When I returned from maternity leave, it was a huge adjustment. I was still working to overcome postpartum depression, had anxiety about my ability to do my job and parent at the same time, and was afraid asking for help would be a burden to others. It was overwhelming, and I needed support.

Having some familiarity with "the system," I contacted Access Mental Health – a great service that provides information, consultation and referral to those with addiction/mental-health concerns, and one I recommend to anyone seeking help. They suggested places to seek counselling and put me on a waiting list for my current mental-health provider. The catch was, and it was a big catch, the wait list for that program was more than 10 months – not unusual according to Dr. Desi Brownstone, psychiatrist and president of the Ontario Psychiatric Association, who told Global News in 2017, the issue is a "long-neglected problem,” with the average wait time for psychiatrists lasting up to a year.

Just coming off of mat-leave, I had diminished savings and could not afford a private psychologist, even on a sliding-scale payment plan. So I waited, and I got worse. I eventually had to take a leave of absence, which further impacted my mental and financial well-being.

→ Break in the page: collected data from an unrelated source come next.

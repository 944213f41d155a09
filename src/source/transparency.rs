use std::collections::HashMap;
use std::collections::hash_map::Entry;
use std::hash::Hash;

use crate::foundation::error::{StackcompError, StackcompResult};
use crate::source::classify::SourceClassifier;

/// Encode a transparency value as the packed sample of a companion raster.
///
/// Companion rasters travel through the same packed-color pipeline as color sources, so the
/// `f32` is stored bit-for-bit in the 32-bit sample rather than as channels.
pub fn float_to_channel_bits(alpha: f32) -> u32 {
    alpha.to_bits()
}

/// Decode a companion sample produced by [`float_to_channel_bits`].
pub fn channel_bits_to_float(bits: u32) -> f32 {
    f32::from_bits(bits)
}

/// Session-scoped table of transparency companions.
///
/// Owned by the display session that created the companions. Entries are added lazily while
/// sources are prepared and dropped all at once with [`invalidate`](Self::invalidate) when the
/// session ends. Any source registered as a companion counts as a transparency source.
#[derive(Clone, Debug)]
pub struct CompanionRegistry<S> {
    companions: HashMap<S, S>,
}

impl<S> Default for CompanionRegistry<S> {
    fn default() -> Self {
        Self {
            companions: HashMap::new(),
        }
    }
}

impl<S: Eq + Hash + Clone> CompanionRegistry<S> {
    /// Empty registry.
    pub fn new() -> Self {
        Self::default()
    }

    /// Record `companion` as the transparency companion of `source`.
    ///
    /// Returns the companion previously linked to `source`. A source cannot be its own companion.
    pub fn link(&mut self, source: S, companion: S) -> StackcompResult<Option<S>> {
        if source == companion {
            return Err(StackcompError::validation(
                "a source cannot be its own transparency companion",
            ));
        }
        Ok(self.companions.insert(source, companion))
    }

    /// Companion of `source`, creating and linking one with `make` on first request.
    pub fn companion_or_insert_with(
        &mut self,
        source: S,
        make: impl FnOnce(&S) -> S,
    ) -> StackcompResult<&S> {
        match self.companions.entry(source) {
            Entry::Occupied(e) => Ok(&*e.into_mut()),
            Entry::Vacant(e) => {
                let companion = make(e.key());
                if companion == *e.key() {
                    return Err(StackcompError::validation(
                        "a source cannot be its own transparency companion",
                    ));
                }
                Ok(&*e.insert(companion))
            }
        }
    }

    /// Companion of `source`, if linked.
    pub fn companion(&self, source: &S) -> Option<&S> {
        self.companions.get(source)
    }

    /// Remove the companion link of `source`.
    pub fn unlink(&mut self, source: &S) -> Option<S> {
        self.companions.remove(source)
    }

    /// Drop every link. Called when the owning display session ends.
    pub fn invalidate(&mut self) {
        if !self.companions.is_empty() {
            tracing::debug!(links = self.companions.len(), "invalidating companion registry");
        }
        self.companions.clear();
    }

    /// Number of linked sources.
    pub fn len(&self) -> usize {
        self.companions.len()
    }

    /// Return `true` when no source is linked.
    pub fn is_empty(&self) -> bool {
        self.companions.is_empty()
    }
}

impl<S: Eq + Hash + Clone> SourceClassifier<S> for CompanionRegistry<S> {
    fn is_transparency_source(&self, source: &S) -> bool {
        self.companions.values().any(|c| c == source)
    }

    fn has_transparency_companion(&self, source: &S) -> bool {
        self.companions.contains_key(source)
    }

    fn transparency_companion_of(&self, source: &S) -> Option<S> {
        self.companions.get(source).cloned()
    }
}

#[cfg(test)]
#[path = "../../tests/unit/source/transparency.rs"]
mod tests;
//! stackcomp composites many independently rendered image sources into one raster.
//!
//! Sources are grouped into ordered layers. Sources sharing a layer are summed channel-wise, with
//! an optional per-source transparency taken from a companion raster; layers are then blended
//! bottom to top with alpha-over compositing, starting from opaque white.
//!
//! The work splits in two phases:
//!
//! - Build an [`AccumIndex`] once per source list, from a [`SourceClassifier`] and a
//!   [`LayerAssigner`] (or let a [`RenderSession`] do it).
//! - Call [`AccumIndex::accumulate`] once per output pixel. It only reads the index, so any
//!   number of pixels can be computed concurrently; [`RenderSession::render_into`] does this
//!   over row bands on a rayon pool.
//!
//! Transparency companions are ordinary packed-sample rasters whose samples carry an `f32` bit
//! pattern; see [`float_to_channel_bits`] and [`channel_bits_to_float`].
#![forbid(unsafe_code)]
#![deny(missing_docs)]

mod accum;
mod foundation;
mod layer;
mod render;
mod source;

pub use accum::index::AccumIndex;
pub use foundation::core::Argb;
pub use foundation::error::{StackcompError, StackcompResult};
pub use layer::assign::{GroupedLayers, LayerAssigner, SingleLayer};
pub use layer::model::{BlendMode, Layer, LayerKey};
pub use render::raster::{ArgbBuffer, PixelSource};
pub use render::session::{RenderOpts, RenderSession, RenderStats};
pub use source::classify::{NoTransparency, SourceClassifier, SourceLinks, classify};
pub use source::transparency::{CompanionRegistry, channel_bits_to_float, float_to_channel_bits};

With estimates indicating one in five people will develop a mental illness in any given year, clearly, more work is required. According to a 2018 report card on mental health from iPolitics, "At just 7.2 per cent, mental-health spending in Canada is much lower than most developed nations. Compare this with...Australia, the U.K. and New Zealand, where that number ranges from 10 to 14 per cent."

That is simply not good enough, so let's keep the conversation going and demand more be done.